■ **What the exercise asks**: Please return the lines of the data that contain "AssassinBack".
Extracted records below:
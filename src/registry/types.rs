use std::collections::BTreeMap;
use std::fmt;
use std::str::FromStr;

use serde::{Deserialize, Serialize};
use serde_json::Value;

use crate::error::{CatalogError, Result};
use crate::schema::{Column, ColumnKind, SkillRecord};

/// Unit role. Declaration order is the canonical report order.
#[derive(Debug, Clone, Copy, PartialEq, Eq, Hash, PartialOrd, Ord, Serialize, Deserialize)]
#[serde(rename_all = "lowercase")]
pub enum Role {
    Tanker,
    Fighter,
    Mage,
    Archer,
    Assassin,
    Support,
}

impl Role {
    pub const ALL: [Role; 6] = [
        Role::Tanker,
        Role::Fighter,
        Role::Mage,
        Role::Archer,
        Role::Assassin,
        Role::Support,
    ];

    /// Lowercase key used in authoring catalogues.
    pub const fn as_str(self) -> &'static str {
        match self {
            Role::Tanker => "tanker",
            Role::Fighter => "fighter",
            Role::Mage => "mage",
            Role::Archer => "archer",
            Role::Assassin => "assassin",
            Role::Support => "support",
        }
    }

    /// Uppercase label used in rosters and reports.
    pub const fn label(self) -> &'static str {
        match self {
            Role::Tanker => "TANKER",
            Role::Fighter => "FIGHTER",
            Role::Mage => "MAGE",
            Role::Archer => "ARCHER",
            Role::Assassin => "ASSASSIN",
            Role::Support => "SUPPORT",
        }
    }
}

impl fmt::Display for Role {
    fn fmt(&self, f: &mut fmt::Formatter<'_>) -> fmt::Result {
        f.write_str(self.label())
    }
}

impl FromStr for Role {
    type Err = String;

    fn from_str(s: &str) -> std::result::Result<Self, Self::Err> {
        let needle = s.trim();
        Role::ALL
            .iter()
            .copied()
            .find(|role| role.as_str().eq_ignore_ascii_case(needle))
            .ok_or_else(|| format!("unknown role '{needle}'"))
    }
}

/// Targeting pattern.
#[derive(Debug, Clone, Copy, PartialEq, Eq, Hash, Serialize, Deserialize)]
#[serde(rename_all = "SCREAMING_SNAKE_CASE")]
pub enum ActionPattern {
    #[serde(rename = "SELF")]
    SelfCast,
    MeleeFront,
    RangedStatic,
    AssassinBack,
}

impl ActionPattern {
    pub const fn as_str(self) -> &'static str {
        match self {
            ActionPattern::SelfCast => "SELF",
            ActionPattern::MeleeFront => "MELEE_FRONT",
            ActionPattern::RangedStatic => "RANGED_STATIC",
            ActionPattern::AssassinBack => "ASSASSIN_BACK",
        }
    }
}

impl FromStr for ActionPattern {
    type Err = String;

    fn from_str(s: &str) -> std::result::Result<Self, Self::Err> {
        match s {
            "SELF" => Ok(ActionPattern::SelfCast),
            "MELEE_FRONT" => Ok(ActionPattern::MeleeFront),
            "RANGED_STATIC" => Ok(ActionPattern::RangedStatic),
            "ASSASSIN_BACK" => Ok(ActionPattern::AssassinBack),
            _ => Err("expected SELF, MELEE_FRONT, RANGED_STATIC or ASSASSIN_BACK".to_string()),
        }
    }
}

#[derive(Debug, Clone, Copy, PartialEq, Eq, Hash, Serialize, Deserialize)]
#[serde(rename_all = "lowercase")]
pub enum DamageType {
    Physical,
    Magic,
    True,
}

impl DamageType {
    pub const fn as_str(self) -> &'static str {
        match self {
            DamageType::Physical => "physical",
            DamageType::Magic => "magic",
            DamageType::True => "true",
        }
    }
}

impl FromStr for DamageType {
    type Err = String;

    fn from_str(s: &str) -> std::result::Result<Self, Self::Err> {
        match s {
            "physical" => Ok(DamageType::Physical),
            "magic" => Ok(DamageType::Magic),
            "true" => Ok(DamageType::True),
            _ => Err("expected physical, magic, true or none".to_string()),
        }
    }
}

/// Stat a value scales from.
#[derive(Debug, Clone, Copy, PartialEq, Eq, Hash, Serialize, Deserialize)]
#[serde(rename_all = "lowercase")]
pub enum ScaleStat {
    Atk,
    Def,
    Matk,
}

impl FromStr for ScaleStat {
    type Err = String;

    fn from_str(s: &str) -> std::result::Result<Self, Self::Err> {
        match s {
            "atk" => Ok(ScaleStat::Atk),
            "def" => Ok(ScaleStat::Def),
            "matk" => Ok(ScaleStat::Matk),
            _ => Err("expected atk, def or matk".to_string()),
        }
    }
}

/// A validated skill.
///
/// Typed views are derived from the raw record, which stays authoritative
/// for export.
#[derive(Debug, Clone, PartialEq)]
pub struct SkillDefinition {
    record: SkillRecord,
    action_pattern: Option<ActionPattern>,
    damage_type: Option<DamageType>,
    scale_stat: Option<ScaleStat>,
    numbers: BTreeMap<Column, f64>,
    documents: BTreeMap<Column, Value>,
}

impl SkillDefinition {
    /// Validate a record. Unset columns stay absent, never zero.
    pub fn from_record(record: SkillRecord) -> Result<Self> {
        let id = record.id().trim();
        if id.is_empty() {
            return Err(CatalogError::InvalidValue {
                skill_id: "<no id>".to_string(),
                column: Column::Id.name().to_string(),
                value: String::new(),
                reason: "skill id must not be empty".to_string(),
            });
        }
        if id != record.id() {
            return Err(invalid(&record, Column::Id, "skill id must not have surrounding whitespace"));
        }

        let mut numbers = BTreeMap::new();
        let mut documents = BTreeMap::new();
        let mut action_pattern = None;
        let mut damage_type = None;
        let mut scale_stat = None;
        let mut violations = Vec::new();

        for (column, value) in record.populated() {
            let checked = match column.kind() {
                ColumnKind::Text => Ok(()),
                ColumnKind::Number => value
                    .trim()
                    .parse::<f64>()
                    .ok()
                    .filter(|n| n.is_finite())
                    .map(|number| {
                        numbers.insert(column, number);
                    })
                    .ok_or_else(|| invalid(&record, column, "expected a number")),
                ColumnKind::Json => serde_json::from_str::<Value>(value)
                    .map(|document| {
                        documents.insert(column, document);
                    })
                    .map_err(|err| invalid(&record, column, &format!("invalid JSON: {err}"))),
                ColumnKind::Enum => match column {
                    Column::ActionPattern => {
                        parse_enum::<ActionPattern>(&record, column, value)
                            .map(|v| action_pattern = Some(v))
                    }
                    Column::DamageType if value == "none" => Ok(()),
                    Column::DamageType => {
                        parse_enum::<DamageType>(&record, column, value)
                            .map(|v| damage_type = Some(v))
                    }
                    Column::ScaleStat => {
                        parse_enum::<ScaleStat>(&record, column, value).map(|v| scale_stat = Some(v))
                    }
                    Column::ShieldScaleStat => parse_enum::<ScaleStat>(&record, column, value).map(drop),
                    _ => Ok(()),
                },
            };
            if let Err(err) = checked {
                violations.push(err);
            }
        }
        CatalogError::from_violations(violations)?;

        Ok(Self {
            record,
            action_pattern,
            damage_type,
            scale_stat,
            numbers,
            documents,
        })
    }

    pub fn id(&self) -> &str {
        self.record.id()
    }

    pub fn name(&self) -> &str {
        self.record.raw(Column::Name)
    }

    pub fn description(&self) -> &str {
        self.record.raw(Column::DescriptionVi)
    }

    pub fn effect(&self) -> Option<&str> {
        self.record.get(Column::Effect)
    }

    pub fn action_pattern(&self) -> Option<ActionPattern> {
        self.action_pattern
    }

    pub fn damage_type(&self) -> Option<DamageType> {
        self.damage_type
    }

    pub fn scale_stat(&self) -> Option<ScaleStat> {
        self.scale_stat
    }

    /// Parsed value of a numeric column.
    pub fn number(&self, column: Column) -> Option<f64> {
        self.numbers.get(&column).copied()
    }

    /// Parsed value of a JSON column.
    pub fn document(&self, column: Column) -> Option<&Value> {
        self.documents.get(&column)
    }

    /// Raw text of any column, `None` when unset.
    pub fn raw(&self, column: Column) -> Option<&str> {
        self.record.get(column)
    }

    pub fn record(&self) -> &SkillRecord {
        &self.record
    }
}

fn parse_enum<T: FromStr<Err = String>>(record: &SkillRecord, column: Column, value: &str) -> Result<T> {
    value.parse::<T>().map_err(|reason| invalid(record, column, &reason))
}

fn invalid(record: &SkillRecord, column: Column, reason: &str) -> CatalogError {
    CatalogError::InvalidValue {
        skill_id: record.id().to_string(),
        column: column.name().to_string(),
        value: record.raw(column).to_string(),
        reason: reason.to_string(),
    }
}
End of Extracted records.
■ **Result of the exercise**:
    AssassinBack,
            ActionPattern::AssassinBack => "ASSASSIN_BACK",
            "ASSASSIN_BACK" => Ok(ActionPattern::AssassinBack),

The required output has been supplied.